Dividend Raise and Share Buyback
On March 18, 2011, Wells Fargo & Company’s board of directors approved a special first quarter 2011 cash dividend of $0.07 per share on its common stock. Combined with quarterly dividend of $0.05 per share declared in January 2011, the special dividend brings the total dividend to $0.12 per share. The increased dividend was paid on March 31, 2011 to shareholders of record as of March 28, 2011.
The board of directors also augmented Wells Fargo’s share repurchase by additional 200 million. In January 2011, Wells Fargo submitted a capital plan to the Federal Reserve Board, including dividend hike, common stock repurchases, the redemption of certain trust preferred capital securities, and the continued open market repurchases of common stock warrants.
Dividend
On May 20, 2011, Wells Fargo & Company announced dividends on two series of preferred stock.
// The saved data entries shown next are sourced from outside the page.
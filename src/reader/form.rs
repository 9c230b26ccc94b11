// reader/form.rs
// Copyright 2025 Matti Hänninen
//
// Licensed under the Apache License, Version 2.0 (the "License"); you may not
// use this file except in compliance with the License. You may obtain a copy of
// the License at
//
//     http://www.apache.org/licenses/LICENSE-2.0
//
// Unless required by applicable law or agreed to in writing, software
// distributed under the License is distributed on an "AS IS" BASIS, WITHOUT
// WARRANTIES OR CONDITIONS OF ANY KIND, either express or implied. See the
// License for the specific language governing permissions and limitations under
// the License.

//! The immutable syntax tree the reader produces and the macro expander
//! rewrites.  A form is a tagged node plus optional metadata; metadata never
//! takes part in equality.

use std::rc::Rc;

use num_bigint::BigInt;

use crate::error::SourcePos;

#[derive(Clone, Debug)]
pub struct Form {
  pub kind: FormKind,
  pub meta: Option<Rc<Form>>,
  pub pos: Option<SourcePos>,
}

#[derive(Clone, Debug, PartialEq)]
pub enum FormKind {
  Nil,
  Boolean {
    value: bool,
  },
  Int {
    value: i64,
  },
  BigInt {
    value: BigInt,
  },
  BigDecimal {
    unscaled: BigInt,
    scale: i32,
  },
  Ratio {
    numerator: BigInt,
    denominator: BigInt,
  },
  Float {
    value: f64,
  },
  Char {
    value: char,
  },
  String {
    value: Rc<str>,
  },
  Regex {
    pattern: Rc<str>,
  },
  Symbol {
    namespace: Option<Rc<str>>,
    name: Rc<str>,
  },
  Keyword {
    namespace: Option<Rc<str>>,
    name: Rc<str>,
  },
  List {
    forms: Vec<Form>,
  },
  Vector {
    forms: Vec<Form>,
  },
  /// Alternating key/value forms in the order they were read.
  Map {
    forms: Vec<Form>,
  },
  Set {
    forms: Vec<Form>,
  },
}

impl PartialEq for Form {
  fn eq(&self, other: &Self) -> bool {
    self.kind == other.kind
  }
}

impl Form {
  pub fn new(kind: FormKind) -> Self {
    Self {
      kind,
      meta: None,
      pos: None,
    }
  }

  pub fn at(kind: FormKind, pos: Option<SourcePos>) -> Self {
    Self {
      kind,
      meta: None,
      pos,
    }
  }

  pub fn nil() -> Self {
    Self::new(FormKind::Nil)
  }

  pub fn boolean(value: bool) -> Self {
    Self::new(FormKind::Boolean { value })
  }

  pub fn int(value: i64) -> Self {
    Self::new(FormKind::Int { value })
  }

  pub fn float(value: f64) -> Self {
    Self::new(FormKind::Float { value })
  }

  pub fn string(value: impl Into<Rc<str>>) -> Self {
    Self::new(FormKind::String {
      value: value.into(),
    })
  }

  pub fn symbol(
    namespace: Option<Rc<str>>,
    name: impl Into<Rc<str>>,
  ) -> Self {
    Self::new(FormKind::Symbol {
      namespace,
      name: name.into(),
    })
  }

  /// An unqualified symbol.
  pub fn sym(name: &str) -> Self {
    Self::symbol(None, name)
  }

  /// A `clojure.core`-qualified symbol, as syntax-quote resolution emits
  /// them.
  pub fn core_sym(name: &str) -> Self {
    Self::symbol(Some("clojure.core".into()), name)
  }

  pub fn keyword(
    namespace: Option<Rc<str>>,
    name: impl Into<Rc<str>>,
  ) -> Self {
    Self::new(FormKind::Keyword {
      namespace,
      name: name.into(),
    })
  }

  pub fn kw(name: &str) -> Self {
    Self::keyword(None, name)
  }

  pub fn list(forms: Vec<Form>) -> Self {
    Self::new(FormKind::List { forms })
  }

  pub fn vector(forms: Vec<Form>) -> Self {
    Self::new(FormKind::Vector { forms })
  }

  pub fn map(forms: Vec<Form>) -> Self {
    Self::new(FormKind::Map { forms })
  }

  pub fn set(forms: Vec<Form>) -> Self {
    Self::new(FormKind::Set { forms })
  }

  /// A two-element list `(head x)`, the shape every reader sugar expands
  /// into.
  pub fn tagged(head: Form, form: Form) -> Self {
    let pos = form.pos;
    Self::at(
      FormKind::List {
        forms: vec![head, form],
      },
      pos,
    )
  }

  pub fn with_meta(mut self, meta: Form) -> Self {
    self.meta = Some(Rc::new(meta));
    self
  }

  /// Carries `pos` and `meta` of `original` over to this form.  The macro
  /// expander uses this so that rewritten calls keep pointing at their
  /// source.
  pub fn inheriting(mut self, original: &Form) -> Self {
    self.pos = original.pos;
    if self.meta.is_none() {
      self.meta = original.meta.clone();
    }
    self
  }

  pub fn meta(&self) -> Option<&Form> {
    self.meta.as_deref()
  }

  //
  // Accessors
  //

  pub fn is_nil(&self) -> bool {
    matches!(self.kind, FormKind::Nil)
  }

  pub fn is_list(&self) -> bool {
    matches!(self.kind, FormKind::List { .. })
  }

  pub fn is_symbol(&self) -> bool {
    matches!(self.kind, FormKind::Symbol { .. })
  }

  pub fn is_keyword(&self) -> bool {
    matches!(self.kind, FormKind::Keyword { .. })
  }

  pub fn as_list(&self) -> Option<&[Form]> {
    match &self.kind {
      FormKind::List { forms } => Some(forms),
      _ => None,
    }
  }

  pub fn as_vector(&self) -> Option<&[Form]> {
    match &self.kind {
      FormKind::Vector { forms } => Some(forms),
      _ => None,
    }
  }

  /// The `(namespace, name)` pair of a symbol form.
  pub fn as_symbol(&self) -> Option<(Option<&str>, &str)> {
    match &self.kind {
      FormKind::Symbol { namespace, name } => {
        Some((namespace.as_deref(), name.as_ref()))
      }
      _ => None,
    }
  }

  pub fn as_keyword(&self) -> Option<(Option<&str>, &str)> {
    match &self.kind {
      FormKind::Keyword { namespace, name } => {
        Some((namespace.as_deref(), name.as_ref()))
      }
      _ => None,
    }
  }

  pub fn as_str(&self) -> Option<&str> {
    match &self.kind {
      FormKind::String { value } => Some(value.as_ref()),
      _ => None,
    }
  }

  /// True for an unqualified symbol with exactly this name.
  pub fn is_sym_named(&self, expected: &str) -> bool {
    matches!(
      &self.kind,
      FormKind::Symbol { namespace: None, name } if name.as_ref() == expected
    )
  }

  /// True for a keyword `:expected` without a namespace.
  pub fn is_kw_named(&self, expected: &str) -> bool {
    matches!(
      &self.kind,
      FormKind::Keyword { namespace: None, name } if name.as_ref() == expected
    )
  }

  /// The head symbol name of a list form, when the head is an unqualified
  /// symbol.  This is what native-transform and special-form lookup key on.
  pub fn head_symbol(&self) -> Option<&str> {
    let forms = self.as_list()?;
    let (namespace, name) = forms.first()?.as_symbol()?;
    match namespace {
      None | Some("clojure.core") => Some(name),
      _ => None,
    }
  }

  /// Splits a call form into head symbol name and argument forms.
  pub fn as_call(&self) -> Option<(&str, &[Form])> {
    let forms = self.as_list()?;
    let (namespace, name) = forms.first()?.as_symbol()?;
    match namespace {
      None | Some("clojure.core") => Some((name, &forms[1..])),
      _ => None,
    }
  }
}

/// Renders a form back to reader syntax.  Good enough for error messages
/// and expansion traces; the value printer is the authoritative one.
impl std::fmt::Display for Form {
  fn fmt(&self, f: &mut std::fmt::Formatter<'_>) -> std::fmt::Result {
    use FormKind as K;
    match &self.kind {
      K::Nil => write!(f, "nil"),
      K::Boolean { value } => write!(f, "{}", value),
      K::Int { value } => write!(f, "{}", value),
      K::BigInt { value } => write!(f, "{}N", value),
      K::BigDecimal { unscaled, scale } => {
        write!(f, "{}e{}M", unscaled, -(*scale as i64))
      }
      K::Ratio {
        numerator,
        denominator,
      } => write!(f, "{}/{}", numerator, denominator),
      K::Float { value } => write!(f, "{}", value),
      K::Char { value } => write!(f, "\\{}", value),
      K::String { value } => write!(f, "{:?}", value),
      K::Regex { pattern } => write!(f, "#\"{}\"", pattern),
      K::Symbol { namespace, name } => match namespace {
        Some(ns) => write!(f, "{}/{}", ns, name),
        None => write!(f, "{}", name),
      },
      K::Keyword { namespace, name } => match namespace {
        Some(ns) => write!(f, ":{}/{}", ns, name),
        None => write!(f, ":{}", name),
      },
      K::List { forms } => write_seq(f, "(", forms, ")"),
      K::Vector { forms } => write_seq(f, "[", forms, "]"),
      K::Map { forms } => write_seq(f, "{", forms, "}"),
      K::Set { forms } => write_seq(f, "#{", forms, "}"),
    }
  }
}

fn write_seq(
  f: &mut std::fmt::Formatter<'_>,
  open: &str,
  forms: &[Form],
  close: &str,
) -> std::fmt::Result {
  write!(f, "{}", open)?;
  for (i, form) in forms.iter().enumerate() {
    if i > 0 {
      write!(f, " ")?;
    }
    write!(f, "{}", form)?;
  }
  write!(f, "{}", close)
}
• A quarterly cash dividend of $20.00 per share was declared on its 8.00% non-cumulative perpetual class A preferred stock, Series J, liquidation preference $1,000 per share. This dividend equals $0.50 per depositary share, each representing a 1/40th interest in a share of Series J preferred stock. The Series J dividend was paid on June 15, 2011, to stockholders of record as of the close of business on May 31, 2011.
• A quarterly cash dividend of $18.75 per share was declared on its 7.50% non-cumulative perpetual convertible class A preferred stock, Series L, liquidation preference $1,000 per share. The Series L dividend was paid on June 15, 2011, to stockholders of record as of the close of business on May 31, 2011.
On April 20, 2011, Wells Fargo & Company announced a common stock dividend of $0.12 per share for the second quarter. The dividend was paid on June 1, 2011, to stockholders of record as of May 6, 2011. The company has approximately 5.3 billion shares outstanding.
On March 15, 2011, Wells Fargo paid dividends on three series of preferred stock.
• A quarterly cash dividend of $20.00 per share was paid on its 8.00% non-cumulative perpetual class A preferred stock, Series J, liquidation preference $1,000 per share. This dividend equals $0.50 per depositary share, each representing a 1/40th interest in a share of Series J preferred stock. The Series J dividend was paid to holders of record as of February 28, 2011.
• A quarterly cash dividend of $18.75 per share was paid on its 7.50% non-cumulative perpetual convertible class A preferred stock, Series L, liquidation preference $1,000 per share. The Series L dividend was paid to holders of record as of February 28, 2011.
• Additionally, a semi-annual cash dividend of $39.90 per share was paid on its Fixed-to-Floating Rate non-cumulative perpetual Class A preferred stock, Series K, liquidation preference $1,000 per share. The Series K dividend was paid to holders of record as of February 28, 2011.
On March 1, 2011, Wells Fargo paid a quarterly common stock dividend of $0.05 per share to stockholders of record as of February 4, 2011.